Ökumenisches Heiligenlexikon

Spiritualität der Heiligen - Eine Quellensammlung

zusammengestellt von Abt em. Dr. Emmeram Kränkl OSB,
Benediktinerabtei Schäftlarn

Vorbemerkungen

Geistliche Lesung - lectio divina

Die Empfehlung der geistlichen Lesung durch die Kirchenväter und deren Hochschätzung im koinobitischen Mönchtum war von kaum zu überschätzender Bedeutung für die geistige Bildung in der späteren Kirche.

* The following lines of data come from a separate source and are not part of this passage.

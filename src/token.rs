//! Electricity token codec.
//!
//! A token is 20 decimal digits whose digit sum is a multiple of 10. It is shown
//! to customers as five hyphen-separated groups of four digits. This mod-10 rule is
//! a placeholder validation and not a utility vendor algorithm.

use rand::Rng;
use serde::{Deserialize, Deserializer, Serialize, Serializer};
use std::fmt;
use std::str::FromStr;
use thiserror::Error;

/// Number of digits in a normalized token.
pub const TOKEN_DIGITS: usize = 20;

const GROUP: usize = 4;

/// Token shape errors.
#[derive(Debug, Clone, PartialEq, Eq, Error)]
pub enum FormatError {
    #[error("token must be {TOKEN_DIGITS} digits, got {0}")]
    WrongLength(usize),
    #[error("token contains non-digit character {0:?}")]
    NonDigit(char),
}

/// Token checksum errors.
#[derive(Debug, Clone, PartialEq, Eq, Error)]
pub enum ChecksumError {
    #[error("invalid token checksum: digit sum {sum} is not a multiple of 10")]
    BadChecksum { sum: u32 },
    #[error("{0}")]
    Malformed(#[from] FormatError),
}

/// Either failure of [`Token::parse`].
#[derive(Debug, Clone, PartialEq, Eq, Error)]
pub enum TokenError {
    #[error(transparent)]
    Format(#[from] FormatError),
    #[error(transparent)]
    Checksum(#[from] ChecksumError),
}

/// A checksum-valid token, held as its 20 normalized digits.
#[derive(Debug, Clone, PartialEq, Eq, Hash)]
pub struct Token(String);

impl Token {
    /// Mint a fresh token from the thread-local generator.
    pub fn generate() -> Self {
        Self::generate_with(&mut rand::thread_rng())
    }

    /// Mint a token from `rng`: 19 free digits, the last one fixed by the checksum.
    pub fn generate_with<R: Rng + ?Sized>(rng: &mut R) -> Self {
        let mut digits = [0u8; TOKEN_DIGITS];
        for d in digits.iter_mut().take(TOKEN_DIGITS - 1) {
            *d = rng.gen_range(0..10);
        }
        let sum: u32 = digits.iter().map(|&d| u32::from(d)).sum();
        digits[TOKEN_DIGITS - 1] = ((10 - sum % 10) % 10) as u8;

        Token(digits.iter().map(|&d| char::from(b'0' + d)).collect())
    }

    /// Normalize and fully validate user input.
    pub fn parse(input: &str) -> Result<Self, TokenError> {
        let normalized = validate_format(input)?;
        validate_checksum(&normalized)?;
        Ok(Token(normalized))
    }

    /// The bare 20 digits.
    pub fn digits(&self) -> &str {
        &self.0
    }

    /// `dddd-dddd-dddd-dddd-dddd`
    pub fn formatted(&self) -> String {
        format(&self.0)
    }
}

impl fmt::Display for Token {
    fn fmt(&self, f: &mut fmt::Formatter<'_>) -> fmt::Result {
        f.write_str(&self.formatted())
    }
}

impl FromStr for Token {
    type Err = TokenError;

    fn from_str(s: &str) -> Result<Self, Self::Err> {
        Token::parse(s)
    }
}

impl Serialize for Token {
    fn serialize<S: Serializer>(&self, serializer: S) -> Result<S::Ok, S::Error> {
        serializer.serialize_str(&self.formatted())
    }
}

impl<'de> Deserialize<'de> for Token {
    fn deserialize<D: Deserializer<'de>>(deserializer: D) -> Result<Self, D::Error> {
        let raw = String::deserialize(deserializer)?;
        Token::parse(&raw).map_err(serde::de::Error::custom)
    }
}

/// Generate a token already formatted for display.
pub fn generate() -> String {
    Token::generate().formatted()
}

/// Strip whitespace and hyphens.
pub fn normalize(input: &str) -> String {
    input
        .chars()
        .filter(|c| !c.is_whitespace() && *c != '-')
        .collect()
}

/// Normalize `input` and check it is exactly 20 decimal digits.
pub fn validate_format(input: &str) -> Result<String, FormatError> {
    let normalized = normalize(input);
    if let Some(c) = normalized.chars().find(|c| !c.is_ascii_digit()) {
        return Err(FormatError::NonDigit(c));
    }
    if normalized.len() != TOKEN_DIGITS {
        return Err(FormatError::WrongLength(normalized.len()));
    }
    Ok(normalized)
}

/// Check the digit sum of a token is a multiple of 10.
///
/// Separators are tolerated; anything that is not 20 digits after normalization
/// is reported as [`ChecksumError::Malformed`].
pub fn validate_checksum(input: &str) -> Result<(), ChecksumError> {
    let normalized = validate_format(input)?;
    let sum = digit_sum(&normalized);
    if sum % 10 != 0 {
        return Err(ChecksumError::BadChecksum { sum });
    }
    Ok(())
}

/// Group a 20-character token into `dddd-dddd-dddd-dddd-dddd`.
///
/// Input that does not normalize to exactly 20 characters is returned unchanged.
/// Malformed input is not repaired.
pub fn format(input: &str) -> String {
    let normalized = normalize(input);
    let chars: Vec<char> = normalized.chars().collect();
    if chars.len() != TOKEN_DIGITS {
        return input.to_string();
    }
    chars
        .chunks(GROUP)
        .map(|group| group.iter().collect::<String>())
        .collect::<Vec<_>>()
        .join("-")
}

fn digit_sum(digits: &str) -> u32 {
    digits.chars().filter_map(|c| c.to_digit(10)).sum()
}

#[cfg(test)]
mod tests {
    use super::*;
    use rand::SeedableRng;
    use rand::rngs::StdRng;

    const VALID: &str = "12345678901234567890"; // digit sum 90

    #[test]
    fn generated_tokens_have_twenty_digits_and_valid_checksum() {
        let mut rng = StdRng::seed_from_u64(7);
        for _ in 0..1_000 {
            let token = Token::generate_with(&mut rng);
            assert_eq!(token.digits().len(), TOKEN_DIGITS);
            assert_eq!(digit_sum(token.digits()) % 10, 0);
            assert!(validate_checksum(token.digits()).is_ok());
        }
    }

    #[test]
    fn generate_returns_formatted_string() {
        let token = generate();
        assert_eq!(token.len(), 24);
        let groups: Vec<&str> = token.split('-').collect();
        assert_eq!(groups.len(), 5);
        assert!(groups.iter().all(|g| g.len() == 4));
    }

    #[test]
    fn normalize_of_formatted_reproduces_digits() {
        let token = Token::generate();
        assert_eq!(normalize(&token.formatted()), token.digits());
    }

    #[test]
    fn validate_format_accepts_separators_and_whitespace() {
        let normalized = validate_format(" 1234-5678 9012-3456-7890 ").unwrap();
        assert_eq!(normalized, VALID);
    }

    #[test]
    fn validate_format_rejects_wrong_length() {
        assert_eq!(
            validate_format("1234-5678"),
            Err(FormatError::WrongLength(8))
        );
        assert_eq!(
            validate_format("123456789012345678901"),
            Err(FormatError::WrongLength(21))
        );
    }

    #[test]
    fn validate_format_rejects_non_digits() {
        assert_eq!(
            validate_format("1234-5678-9012-3456-789X"),
            Err(FormatError::NonDigit('X'))
        );
    }

    #[test]
    fn checksum_accepts_multiple_of_ten() {
        assert!(validate_checksum(VALID).is_ok());
        assert!(validate_checksum("00000000000000000000").is_ok());
    }

    #[test]
    fn checksum_rejects_other_sums() {
        assert_eq!(
            validate_checksum("12345678901234567895"),
            Err(ChecksumError::BadChecksum { sum: 95 })
        );
        assert_eq!(
            validate_checksum("00000000000000000001"),
            Err(ChecksumError::BadChecksum { sum: 1 })
        );
    }

    #[test]
    fn checksum_reports_malformed_input() {
        assert!(matches!(
            validate_checksum("123"),
            Err(ChecksumError::Malformed(FormatError::WrongLength(3)))
        ));
    }

    #[test]
    fn format_groups_twenty_digits() {
        assert_eq!(format(VALID), "1234-5678-9012-3456-7890");
    }

    #[test]
    fn format_is_idempotent() {
        let once = format(VALID);
        assert_eq!(format(&once), once);
    }

    #[test]
    fn format_passes_through_other_lengths() {
        assert_eq!(format("1234-5678"), "1234-5678");
        assert_eq!(format(""), "");
    }

    #[test]
    fn parse_rejects_bad_checksum() {
        assert!(matches!(
            Token::parse("1234-5678-9012-3456-7895"),
            Err(TokenError::Checksum(ChecksumError::BadChecksum { .. }))
        ));
        assert!(matches!(
            Token::parse("not a token"),
            Err(TokenError::Format(_))
        ));
    }

    #[test]
    fn display_is_formatted() {
        let token: Token = VALID.parse().unwrap();
        assert_eq!(token.to_string(), "1234-5678-9012-3456-7890");
    }
}
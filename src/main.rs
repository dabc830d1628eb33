use std::env;
use std::io;
use std::process::ExitCode;

use tokio_stream::wrappers::ReceiverStream;
use tracing::{error, warn};
use tracing_subscriber::EnvFilter;
use vend_core::Vendor;
use vend_core::config;
use vend_core::csv::{read_purchases, write_transactions};

#[tokio::main]
async fn main() -> ExitCode {
    // RUST_LOG may come from .env
    dotenvy::dotenv().ok();

    tracing_subscriber::fmt()
        .with_env_filter(
            EnvFilter::try_from_default_env().unwrap_or_else(|_| EnvFilter::new("warn")),
        )
        .with_writer(io::stderr)
        .init();

    let Some(path) = env::args().nth(1) else {
        eprintln!("usage: vend <purchases.csv>");
        return ExitCode::from(2);
    };

    if !path.ends_with(".csv") {
        warn!(path, "input file seems to not be a csv file");
    }

    let config = match config::load_from_env() {
        Ok(config) => config,
        Err(e) => {
            error!("{e}");
            return ExitCode::FAILURE;
        }
    };

    let orders = match read_purchases(path) {
        Ok(orders) => orders,
        Err(e) => {
            error!("{e}");
            return ExitCode::FAILURE;
        }
    };

    let (vendor, store) = Vendor::in_memory(&config);
    let (order_sender, order_receiver) = tokio::sync::mpsc::channel(16);

    let reader = tokio::spawn(async move {
        for result in orders {
            match result {
                Ok(order) => {
                    if order_sender.send(order).await.is_err() {
                        break;
                    }
                }
                Err(e) => {
                    warn!("{e}");
                }
            }
        }
    });

    vendor.run(ReceiverStream::new(order_receiver)).await;
    if let Err(e) = reader.await {
        error!("reader task failed: {e}");
    }

    let records = store.all();
    if let Err(e) = write_transactions(io::stdout().lock(), &records) {
        error!("{e}");
        return ExitCode::FAILURE;
    }

    ExitCode::SUCCESS
}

Empfehlung der Schriftlesung in BKV: Ephräm; Basilius; Johannes „Chrysostomus”; Johannes von Damaskus

Die Lesung des NT ist nützlich, die des AT kann Schwachen schaden: Basilius (BKV I 85).

Schriftlesung bringt Leben und Heil: Ambrosius (BKV I 39f.).

Die Kleriker sollen ihre freie Zeit auf Schriftlesung verwenden: Ambrosius (BKV III 53f.).

Vorbedingung für den Nutzen der Schriftlesung: Augustinus von Hippo (BKV VIII 47)

Cyprian von Karthago († 258): "Deine ständige Beschäftigung sei das Gebet oder die [geistliche] Lesung! Rede du bald selbst mit Gott, bald lass Gott zu dir reden!"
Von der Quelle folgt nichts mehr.